Lara (Victor Polster) è una ragazza di 15 anni che si è appena trasferita con la sua famiglia (il padre e il suo fratellino Milo) in una nuova città per poter frequentare una importante scuola di danza e per completare il suo percorso medico di transizione.
Dopo gli inibitori della pubertà, la ragazza è ora pronta e assolutamente
decisa a proseguire innanzitutto con la cura ormonale e poi con l’intervento
che le darà un corpo che potrà finalmente sentire come proprio.
Lara infatti è nata in un corpo maschile, ma si sente profondamente donna, e anche noi la riconosciamo come tale fino a quando non ci viene raccontata la sua storia.
In questo delicatissimo e severissimo percorso Lara è amorevolmente accompagnata e sostenuta da suo padre Mathias (Arieh Worthalter), che le è accanto in ogni momento in uno sforzo continuo di non essere troppo invadente ma anche di comprendere gli stati d’animo di sua figlia e le motivazioni che stanno dietro i momenti difficili che attraversa.
Tenero e denso anche il rapporto con il fratellino Milo, da cui la ragazza riceve affetto e calore fisico e di cui si prende cura quasi come una madre (in assenza di una figura materna che non c'è e di cui il film non ci dice nulla).
Il regista, nonché sceneggiatore Lukas Dhont sceglie di sviluppare questa storia tutta intorno agli sguardi: lo sguardo di Lara che si osserva spesso allo specchio, quasi infastidita da un corpo che non riconosce e che la imbarazza, continuamente alla ricerca di qualche segnale di cambiamento che la porti nella direzione sperata; gli sguardi amorevoli di suo padre e di suo fratello che vedono - prima e al di là del suo corpo - una persona che amano; lo sguardo della gente per strada e degli estranei in generale che vedono Lara per quello che è, una ragazza aggraziata nel fiore dell’adolescenza; gli sguardi degli amici, delle compagne di classe e di quelle di danza che non riescono invece a superare una curiosità quasi morbosa; infine gli sguardi di noi spettatori che non ci interroghiamo solo finché rimaniamo estranei.
Il film di Dhont ci chiama in causa e lo fa fin dal titolo dichiarando una verità senza esitazioni: ma poi ci sfida - man mano che la narrazione prosegue - a prendere coscienza che siamo vittime della medesima curiosità morbosa che le amiche di Lara le sbattono in faccia senza alcun rispetto e ci invita a cogliere il modo in cui il nostro sguardo va alla ricerca di quello che in Lara rivela la sua fisicità e la sua natura maschile.
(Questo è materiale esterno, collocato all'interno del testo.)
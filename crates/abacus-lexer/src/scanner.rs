use crate::classify::{
    is_ascii_letter, is_digit, is_exponent_suffix, is_not_a_number, is_plus_minus, is_space,
};
use crate::symbol::{ErrorKind, Symbol, DECIMAL_POINT};
use crate::token::Token;

/// Collapse every whitespace run into a single space.
///
/// Token positions index into this text, and diagnostics print it back, so
/// carets line up no matter how the user spaced the input.
pub fn normalize(source: &str) -> String {
    let mut normalized = String::with_capacity(source.len());
    let mut in_space = false;
    for ch in source.chars() {
        if is_space(ch) {
            if !in_space {
                normalized.push(' ');
            }
            in_space = true;
        } else {
            normalized.push(ch);
            in_space = false;
        }
    }
    normalized
}

/// Expression scanner.
///
/// Never fails: unrecognized input becomes an [`Symbol::Error`] token that
/// carries its own message, and the parser decides what to do with it.
///
/// - `Vec<char>` source so multi-byte symbols (`×`, `÷`, `√`) count as one column
/// - `start`/`pos` cursor pair delimiting the current lexeme
/// - Implied multiplication synthesized as zero-length tokens
pub struct Scanner {
    chars: Vec<char>,
    start: usize,
    pos: usize,
    tokens: Vec<Token>,
}

impl Scanner {
    /// Create a scanner over the normalized form of `source`.
    pub fn new(source: &str) -> Self {
        Self {
            chars: normalize(source).chars().collect(),
            start: 0,
            pos: 0,
            tokens: Vec::new(),
        }
    }

    /// Scan the entire source. The result always ends with exactly one EOF token.
    pub fn scan(source: &str) -> Vec<Token> {
        let mut scanner = Scanner::new(source);
        scanner.scan_tokens();
        log::trace!("scanned {} tokens from {:?}", scanner.tokens.len(), source);
        scanner.tokens
    }

    fn scan_tokens(&mut self) {
        while !self.is_at_end() {
            self.scan_token();
        }
        let eof = Token::new(Symbol::Eof, self.chars.len(), 0);
        self.tokens.push(eof);
    }

    fn scan_token(&mut self) {
        self.start = self.pos;
        let ch = self.peek();
        self.advance();

        match ch {
            c if is_space(c) => {}

            ')' => {
                self.add(Symbol::CloseParen);
                // (7 + 11)(11 + 7) and (7 + 11)7
                self.implied_multiply(|c| is_digit(c) || c == '(');
            }

            c if is_digit(c) => self.scan_number(c),

            DECIMAL_POINT => self.add_error(ErrorKind::MisplacedDecimal),

            c if is_ascii_letter(c) => self.scan_word(),

            c => match Symbol::from_char(c) {
                Some(symbol) => self.add(symbol),
                None => self.add_error(ErrorKind::UnknownIdentifier),
            },
        }
    }

    // --- Scanners ---

    /// Scan a number literal: digits, an optional fraction, and an optional
    /// exponent (`7e11`, `7e-11`). A leading zero before another digit is
    /// rejected on its own so `07` reports the zero, not the whole literal.
    fn scan_number(&mut self, first: char) {
        if first == '0' && is_digit(self.peek()) {
            self.add_error(ErrorKind::LeadingZero);
            return;
        }

        self.consume_digits();

        if self.peek() == DECIMAL_POINT && is_digit(self.peek_next()) {
            self.advance();
            self.consume_digits();
        }

        if is_exponent_suffix(self.peek()) {
            if is_digit(self.peek_next()) {
                self.advance();
                self.consume_digits();
            } else if is_plus_minus(self.peek_next()) && is_digit(self.peek_at(2)) {
                self.advance();
                self.advance();
                self.consume_digits();
            }
        }

        let token = Token::number(self.lexeme(), self.start);
        self.tokens.push(token);
        // 7(1 + 2)
        self.implied_multiply(|c| c == '(');
    }

    /// Scan a run of ASCII letters. No words are valid, but some deserve a
    /// more specific message than "unknown identifier".
    fn scan_word(&mut self) {
        while is_ascii_letter(self.peek()) {
            self.advance();
        }

        let word = self.lexeme();
        let kind = if is_not_a_number(&word) {
            ErrorKind::NotANumber
        } else if self.pos - self.start == 1 && is_exponent_suffix(self.chars[self.start]) {
            ErrorKind::MisplacedExponent
        } else {
            ErrorKind::UnknownIdentifier
        };
        self.add_error(kind);
    }

    /// Emit a zero-length multiplication if the next non-space character
    /// continues a product.
    fn implied_multiply(&mut self, continues: fn(char) -> bool) {
        self.skip_whitespace();
        if continues(self.peek()) {
            let token = Token::new(Symbol::ImpliedMultiply, self.pos, 0);
            self.tokens.push(token);
        }
    }

    // --- Helpers ---

    fn add(&mut self, symbol: Symbol) {
        let token = Token::new(symbol, self.start, self.pos - self.start);
        self.tokens.push(token);
    }

    fn add_error(&mut self, kind: ErrorKind) {
        let token = Token::error(self.lexeme(), kind, self.start, self.pos - self.start);
        self.tokens.push(token);
    }

    fn lexeme(&self) -> String {
        self.chars[self.start..self.pos].iter().collect()
    }

    fn consume_digits(&mut self) {
        while is_digit(self.peek()) {
            self.advance();
        }
    }

    fn skip_whitespace(&mut self) {
        while is_space(self.peek()) {
            self.advance();
        }
    }

    fn peek(&self) -> char {
        self.peek_at(0)
    }

    fn peek_next(&self) -> char {
        self.peek_at(1)
    }

    fn peek_at(&self, offset: usize) -> char {
        self.chars.get(self.pos + offset).copied().unwrap_or('\0')
    }

    fn advance(&mut self) {
        if !self.is_at_end() {
            self.pos += 1;
        }
    }

    fn is_at_end(&self) -> bool {
        self.pos >= self.chars.len()
    }
}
Il regista ci costringe dunque a fare i conti con i nostri stessi schemi mentali, quelli che ci tranquillizzano nel momento in cui ci consentono di collocare ogni cosa al suo posto, di classificare e categorizzare. Un errore nel quale cade persino il padre della ragazza quando le chiede se c’è un compagno di scuola che le piace, e lei le risponde di no e che comunque non sa nemmeno se è attratta dai ragazzi o dalle ragazze, e forse non è nemmeno tanto importante.
Non è questo infatti il tarlo esasperante che Lara cova per l’intero film e che sembra combattere con allenamenti di danza sempre più massacranti, bensì l’urgenza di non doversi giustificare di fronte a nessuno - oltre che di fronte a sé stessa - per un corpo che non le appartiene.
Un film di straordinario impatto emotivo. Cinematograficamente bellissimo.